Chinese Media Limits Coverage, Omits Key Details of Announced US–China Trade Deal

October 13, 2019 Updated: October 14, 2019

Since U.S. President Donald Trump announced the first phase of a trade deal struck between the United States and China, Chinese state media have kept their news coverage to a minimum, simply noting that the deal was “prudent” and a sign of progress.

Trump said at the White House on Oct. 11, together with Chinese Vice Premier Liu He, U.S. Trade Representative Robert Lighthizer, and U.S. Treasury Secretary Steven Mnuchin, that a deal had been reached in the first part of a series of agreements.

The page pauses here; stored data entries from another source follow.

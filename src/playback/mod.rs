mod clock;
mod error;
mod frame;

pub use clock::{
    PassSpan, PlaybackClock, PlaybackPhase, PlaybackState, Tick, DEFAULT_ANIMATION_CAP,
};
pub use error::PlaybackError;
pub use frame::{FrameHandle, FrameQueue, FrameScheduler};
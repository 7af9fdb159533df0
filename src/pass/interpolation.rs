use chrono::{DateTime, Duration, Utc};
use serde::Serialize;
use utoipa::ToSchema;

use super::error::PassError;
use super::types::PassRecord;
use crate::geometry::{interpolate_azimuth, normalize_azimuth};

#[derive(Debug, Clone, Copy, PartialEq)]
pub struct LookAngle {
    pub azimuth_deg: f64,
    pub elevation_deg: f64,
}

/// A time-stepped look angle along a pass.
#[derive(Debug, Clone, PartialEq, Serialize, ToSchema)]
pub struct PathSample {
    pub timestamp: DateTime<Utc>,
    pub azimuth_deg: f64,
    pub elevation_deg: f64,
    /// Milliseconds since the previous sample, 0 for the first.
    pub delta_ms: i64,
}

#[derive(Clone, Copy)]
struct KeyPoint {
    time: f64,
    azimuth: f64,
    elevation: f64,
}

/// Look angle at `time` (seconds since epoch, clamped to the pass).
///
/// Interpolates piecewise between the start/max and max/end key points:
/// azimuth the short way around, elevation linearly.
pub fn look_angle_at(pass: &PassRecord, time: f64) -> LookAngle {
    let start = KeyPoint {
        time: pass.start_time as f64,
        azimuth: pass.start_azimuth,
        elevation: pass.start_elevation,
    };
    let max = KeyPoint {
        time: pass.max_time as f64,
        azimuth: pass.max_azimuth,
        elevation: pass.max_elevation,
    };
    let end = KeyPoint {
        time: pass.end_time as f64,
        azimuth: pass.end_azimuth,
        elevation: pass.end_elevation,
    };

    let time = time.clamp(start.time, end.time.max(start.time));
    let (from, to) = if time < max.time || end.time <= max.time {
        (start, max)
    } else {
        (max, end)
    };
    let u = if to.time > from.time {
        ((time - from.time) / (to.time - from.time)).clamp(0.0, 1.0)
    } else {
        1.0
    };

    LookAngle {
        azimuth_deg: interpolate_azimuth(from.azimuth, to.azimuth, u),
        elevation_deg: from.elevation + u * (to.elevation - from.elevation),
    }
}

/// Look angle at normalized progress `t` across the full pass.
pub fn look_angle_at_progress(pass: &PassRecord, t: f64) -> LookAngle {
    let time = pass.start_time as f64 + t * pass.span_seconds() as f64;
    look_angle_at(pass, time)
}

/// Sample the pass every `step` from start to end, rounding angles to
/// `decimals` places.
pub fn sample_path(
    pass: &PassRecord,
    step: Duration,
    decimals: u32,
) -> Result<Vec<PathSample>, PassError> {
    pass.validate()?;
    if step <= Duration::zero() {
        return Err(PassError::InvalidStep);
    }

    let start = pass
        .start_at()
        .ok_or(PassError::TimestampOutOfRange(pass.start_time))?;
    let end = pass
        .end_at()
        .ok_or(PassError::TimestampOutOfRange(pass.end_time))?;

    let mut cursor = start;
    let mut previous: Option<DateTime<Utc>> = None;
    let mut samples = Vec::new();

    while cursor <= end {
        let angle = look_angle_at(pass, cursor.timestamp_millis() as f64 / 1000.0);
        let delta_ms = previous
            .map(|p| (cursor - p).num_milliseconds())
            .unwrap_or(0);

        samples.push(PathSample {
            timestamp: cursor,
            azimuth_deg: normalize_azimuth(round_to(angle.azimuth_deg, decimals)),
            elevation_deg: round_to(angle.elevation_deg, decimals),
            delta_ms,
        });

        previous = Some(cursor);
        cursor += step;
    }

    Ok(samples)
}

/// Halves go to the even neighbour.
fn round_to(value: f64, decimals: u32) -> f64 {
    let scale = 10f64.powi(decimals as i32);
    (value * scale).round_ties_even() / scale
}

He said both sides have agreed to addressing intellectual property theft and allowing U.S. financial services into the Chinese market, but he didn’t elaborate. He also said China promised to purchase $40 billion to $50 billion worth of U.S. agricultural goods. In exchange, the United States would suspend a tariff hike on Chinese goods that was to take effect this week.

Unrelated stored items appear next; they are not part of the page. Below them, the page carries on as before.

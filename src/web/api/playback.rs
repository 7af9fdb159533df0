use axum::{extract::State, Json};
use serde::Serialize;
use utoipa::ToSchema;

use crate::playback::PlaybackState;
use crate::web::api::error::{ApiResult, ErrorResponse};
use crate::web::server::AppState;

#[derive(Debug, Serialize, ToSchema)]
pub struct RetryResponse {
    /// Whether a fault was recorded and has been cleared.
    pub cleared: bool,
}

#[utoipa::path(
    post,
    path = "/api/playback/toggle",
    responses(
        (status = 200, description = "Playback started or paused", body = PlaybackState),
        (status = 400, description = "Selected pass has no data", body = ErrorResponse),
        (status = 409, description = "No pass selected or nothing to play", body = ErrorResponse),
        (status = 503, description = "View session gone", body = ErrorResponse)
    ),
    tag = "playback"
)]
pub async fn toggle(State(state): State<AppState>) -> ApiResult<Json<PlaybackState>> {
    let playback = state.session.toggle().await??;
    log::debug!("Playback toggled: {}", playback.phase);
    Ok(Json(playback))
}

#[utoipa::path(
    post,
    path = "/api/playback/reset",
    responses(
        (status = 200, description = "Playback rewound", body = PlaybackState),
        (status = 409, description = "No pass selected", body = ErrorResponse),
        (status = 503, description = "View session gone", body = ErrorResponse)
    ),
    tag = "playback"
)]
pub async fn reset(State(state): State<AppState>) -> ApiResult<Json<PlaybackState>> {
    Ok(Json(state.session.reset().await??))
}

#[utoipa::path(
    post,
    path = "/api/retry",
    responses(
        (status = 200, description = "Visualization fault dismissed", body = RetryResponse),
        (status = 503, description = "View session gone", body = ErrorResponse)
    ),
    tag = "playback"
)]
pub async fn retry(State(state): State<AppState>) -> ApiResult<Json<RetryResponse>> {
    let cleared = state.session.retry().await?;
    Ok(Json(RetryResponse { cleared }))
}

#[utoipa::path(
    post,
    path = "/api/close",
    responses(
        (status = 204, description = "Visualization closed"),
        (status = 503, description = "View session gone", body = ErrorResponse)
    ),
    tag = "playback"
)]
pub async fn close(State(state): State<AppState>) -> ApiResult<axum::http::StatusCode> {
    state.session.close().await?;
    Ok(axum::http::StatusCode::NO_CONTENT)
}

While U.S. media widely reported on the 37-minute White House press conference, Chinese state-run media Xinhua only reported about the talks in three short sentences.

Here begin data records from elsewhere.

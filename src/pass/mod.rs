mod catalog;
mod error;
mod interpolation;
mod types;

pub use catalog::{PassCatalog, SatelliteInfo};
pub use error::{CatalogError, PassError};
pub use interpolation::{look_angle_at, look_angle_at_progress, sample_path, LookAngle, PathSample};
pub use types::{ObserverCoordinates, PassKey, PassRecord, PassSummary, ELEVATION_TOLERANCE_DEG};

#[cfg(test)]
pub(crate) use types::reference_pass;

“Both parties have made substantial progress in the fields of agriculture, intellectual property protection, exchange rates, financial services, expanding trade cooperation, technology transfer, and settling disputes,” Xinhua reported on Oct. 12.

The report didn’t mention that the United States and China had reached a partial trade deal, only noting that “both parties discussed the follow-up arrangements, and agreed to work together in the direction of reaching a final agreement.”

People’s Daily, the mouthpiece newspaper of the Chinese Communist Party (CCP), reported on the trade talks on Oct. 13, using the same wording as Xinhua. It then described the contents of a letter from Chinese leader Xi Jinping to Trump, which Liu had presented to Trump during the press conference.

At the end, the article summarizes Trump’s words at the presser; both sides would soon draft a “phase-one agreement.”

Most Chinese media didn’t report on China’s commitment to buy more U.S. agricultural goods.

State broadcaster CCTV did note in an Oct. 12 report that bilateral trade in agriculture fit both countries’ interests, noting that 90 percent of the soybeans that China consumes are imported from foreign countries, and that the country is in need of pork, because of the African swine fever epidemic that has decimated local hog populations.

Almost all Chinese media used the word “prudent” to describe their expectations about future trade talks.

Xinhua Net reposted an article from Economy Daily, a state-owned newspaper, in which it said, “The overall situation is still complicated … both parties should not be too optimistic.”

The Economy Daily article further stated that because both sides have still enacted tariffs on each other’s goods, the confrontation “has not changed.”

The article noted that Beijing’s ultimate goal is for all U.S. tariffs on Chinese goods to be canceled.

“Fighting, while also negotiating, will be the norm [for U.S.–China trade talks],” it said.